As a result, "profane" and "profanity" has therefore come to describe a
word, expression, gesture, or other social behavior which is socially
constructed or interpreted as insulting, rudeness, vulgarism, desecrating,
or showing disrespect.[1]
Other words commonly used to describe profane language or its use include:
cuss, curse, pejorative language, swearing, expletive, oath, bad word, dirty
word, strong language, irreverent language, obscenity language, choice
words, blasphemy language, foul language, and bad or adult language. In many
cultures it is less profane[citation needed] for an adult to curse than it
is for a child, who may be reprimanded for cursing.
Statistics
Tape-recorded conversations find that roughly 80–90 spoken words each
day—0.5% to 0.7% of all words—are swear words with people varying from
between 0% to 3.4%. In comparison first person plural pronouns (we, us, our)
make up 1% of spoken words.[2]
Research looking at swearing in 1986, 1997, and 2006 in America found the
same top ten words were used of a set of over 70 different taboo words. The
most used taboo words were fuck, shit, hell, damn, goddamn, Jesus Christ,
ass, oh my God, bitch, and sucks—these ten made up roughly 80% of all
profanities. Two words, fuck and shit, accounted for one third to one half
of them
Types of profanity
Steven Pinker's book The Stuff of Thought breaks profanity down into five
categories:
* Dysphemistic profanity – Exact opposite of euphemism. Forces listener to
think about negative or provocative matter. Using the wrong euphemism has a
dysphemistic effect.
* Abusive profanity – for abuse or intimidation or insulting of others
* Idiomatic profanity – swearing without really referring to the matter.
Just using the words to arouse interest, to show off, and express to peers
that the setting is informal.
* Emphatic swearing – to emphasize something with swearing.
* Cathartic profanity – when something bad happens like coffee spilling,
people curse.
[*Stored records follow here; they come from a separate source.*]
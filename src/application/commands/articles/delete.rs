// src/application/commands/articles/delete.rs
use super::{ArticleCommandService, service::ensure_can_modify};
use crate::application::{
    dto::AuthenticatedUser, error::ApplicationResult, queries::articles::load_article_by_slug,
};

pub struct DeleteArticleCommand {
    pub slug: String,
}

impl ArticleCommandService {
    pub async fn delete_article(
        &self,
        actor: &AuthenticatedUser,
        command: DeleteArticleCommand,
    ) -> ApplicationResult<()> {
        let existing = load_article_by_slug(self.read_repo.as_ref(), &command.slug).await?;
        ensure_can_modify(actor, &existing.article, "delete")?;

        self.write_repo.delete(existing.article.id).await?;
        tracing::info!(article_id = existing.article.id.0, slug = %existing.article.slug, "article deleted");
        Ok(())
    }
}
One evolutionary theory asserts it is meant to tell the
audience that you're undergoing a negative emotion[citation needed].
According to Pinker, the content of profane language can also be broken into
five categories of negative emotion:
* The Supernatural – Evokes emotions of awe & fear.
* Bodily effluvia & organs – Evokes disgust, since effluvia are major
disease vectors.
* Disease, Death, & Infirmity – Evokes dread, fear of death or disability.
These are words which are normally avoided or treated euphemistically.
* Sexuality – Evokes images of revulsion at depravity. Profanity of a sexual
nature conjures images of illegitimate or exploitive sexuality, jealousy,
etc.
* Disfavoured people or groups – Evokes hatred and contempt. Such groups
include infidels the disabled (e.g.: gimp,), enemies (e.g.: sand monkey), or
subordinated groups. These include racist words and/or insults based on
gender or sexual preferences.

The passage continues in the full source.